Quando ho appreso la notizia della, per me sorprendente, candidatura alle prossime elezioni politiche di Federico Cafiero De Raho, mi sono ritornate in mente alcune delle considerazioni fatte in quell’occasione. Non perché Cafiero De Raho, a differenza del generale dei Carabinieri Saverio Cotticelli, non abbia le competenze per la nuova funzione cui aspira, e che gli è stata garantita dalla posizione di capolista. Ma perché sino a pochissimi mesi fa ha ricoperto – dal 2017 sino a maggio del 2022 – la delicatissima funzione di Procuratore Nazionale Anti-Mafia e Anti-Terrorismo. Dirigendo cioè l’ufficio giudiziario requirente più delicato del nostro Paese. E persino d’Europa. L’unico con competenza su tutto il territorio nazionale. Con accesso diretto, pertanto, alle informazioni più delicate e riservate di tutti i cittadini. Compresi, e soprattutto, viene legittimo pensare, quelle di coloro – e di loro parenti e amici – che sono ora diretti potenziali avversari politici, e contendenti, del candidato Cafiero De Raho.
Mi sono allora chiesto cosa può avere spinto quello che sino all’annuncio della sua candidatura consideravo un vero uomo delle istituzioni, integerrimo servitore dello Stato e magistrato esemplare, a entrare così rapidamente nell’agone partitico.
Ho incontrato personalmente una sola volta il dottore Cafiero De Rhao.

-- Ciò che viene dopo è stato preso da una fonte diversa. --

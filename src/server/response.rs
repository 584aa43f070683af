use http::StatusCode;
use may_minihttp::Response;
use once_cell::sync::Lazy;
use std::collections::HashSet;
use std::sync::{Mutex, PoisonError};
use tracing::warn;

use crate::dispatcher::{HandlerResponse, JSON_CONTENT_TYPE, TEXT_CONTENT_TYPE};

/// `may_minihttp` stores at most this many headers per response.
pub const MAX_RESPONSE_HEADERS: usize = 16;

/// Upper bound on distinct interned header lines.
pub const MAX_INTERNED_HEADER_LINES: usize = 16_384;

/// `may_minihttp` takes header lines as `&'static str`. Lines are interned so
/// each distinct line is allocated once for the life of the process.
static HEADER_LINES: Lazy<Mutex<HashSet<&'static str>>> = Lazy::new(Default::default);

fn status_reason(status: u16) -> &'static str {
    StatusCode::from_u16(status)
        .ok()
        .and_then(|code| code.canonical_reason())
        .unwrap_or("Unknown")
}

/// Render `name: value` as a `'static` header line.
///
/// Returns `None` for names containing CR, LF or `:`, for values containing
/// CR or LF, and for new lines once the interner is full.
fn header_line(name: &str, value: &str) -> Option<&'static str> {
    if name.contains(['\r', '\n', ':']) || value.contains(['\r', '\n']) {
        return None;
    }
    if name.eq_ignore_ascii_case("content-type") {
        match value {
            JSON_CONTENT_TYPE => return Some("Content-Type: application/json"),
            TEXT_CONTENT_TYPE => return Some("Content-Type: text/plain"),
            _ => {}
        }
    }

    let line = format!("{name}: {value}");
    let mut lines = HEADER_LINES.lock().unwrap_or_else(PoisonError::into_inner);
    intern(&mut lines, line, MAX_INTERNED_HEADER_LINES)
}

fn intern(
    lines: &mut HashSet<&'static str>,
    line: String,
    capacity: usize,
) -> Option<&'static str> {
    if let Some(existing) = lines.get(line.as_str()) {
        return Some(existing);
    }
    if lines.len() >= capacity {
        return None;
    }
    let leaked: &'static str = Box::leak(line.into_boxed_str());
    lines.insert(leaked);
    Some(leaked)
}

/// Write a finalized response; a missing status means 200.
pub fn write_handler_response(res: &mut Response, response: HandlerResponse) {
    let status = response.status_or_default();
    res.status_code(usize::from(status), status_reason(status));

    let mut written = 0;
    for (name, value) in &response.headers {
        if written == MAX_RESPONSE_HEADERS {
            warn!(header = %name, "Response header limit reached; header dropped");
            continue;
        }
        match header_line(name, value) {
            Some(line) => {
                res.header(line);
                written += 1;
            }
            None => warn!(header = %name, "Header dropped: invalid characters or interner full"),
        }
    }
    res.body_vec(response.body);
}

#[cfg(test)]
mod tests {
    use super::*;

    #[test]
    fn test_status_reason() {
        assert_eq!(status_reason(200), "OK");
        assert_eq!(status_reason(302), "Found");
        assert_eq!(status_reason(404), "Not Found");
        assert_eq!(status_reason(500), "Internal Server Error");
        assert_eq!(status_reason(299), "Unknown");
    }

    #[test]
    fn test_header_line_fast_path_and_interning() {
        assert_eq!(
            header_line("content-type", "application/json"),
            Some("Content-Type: application/json")
        );
        let first = header_line("location", "/next").unwrap();
        let second = header_line("location", "/next").unwrap();
        assert_eq!(first, "location: /next");
        assert!(std::ptr::eq(first, second));
    }

    #[test]
    fn test_header_line_rejects_injection() {
        assert_eq!(header_line("x-evil", "a\r\nSet-Cookie: x=1"), None);
        assert_eq!(header_line("bad\nname", "v"), None);
        assert_eq!(header_line("x-a:b", "v"), None);
    }

    #[test]
    fn test_intern_stops_growing_at_capacity() {
        let mut lines = HashSet::new();
        let a = intern(&mut lines, "x-a: 1".to_string(), 2).unwrap();
        intern(&mut lines, "x-b: 2".to_string(), 2).unwrap();

        assert_eq!(intern(&mut lines, "x-c: 3".to_string(), 2), None);
        assert_eq!(lines.len(), 2);
        let again = intern(&mut lines, "x-a: 1".to_string(), 2).unwrap();
        assert!(std::ptr::eq(a, again));
    }
}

Fu in occasione di un suo applaudito intervento su criminalità organizzata di tipo mafioso e terrorismo presso l’Universitá fiamminga di Bruxelles (la celebre VUB).
L’allora Procuratore Nazionale Antimafia e Antiterrorismo descrisse l’organizzazione investigativa nazionale italiana. Che io ben conosco dagli esordi, avendo avuto occasione di collaborare personalmente su alcune delicatissime indagini internazionali con l’allora Procuratore Nazionale Pierluigi Vigna. Un grande magistrato che poteva essere appetibile per molti partiti, ma che abbandonata la toga non scelse la discesa in campo partitico.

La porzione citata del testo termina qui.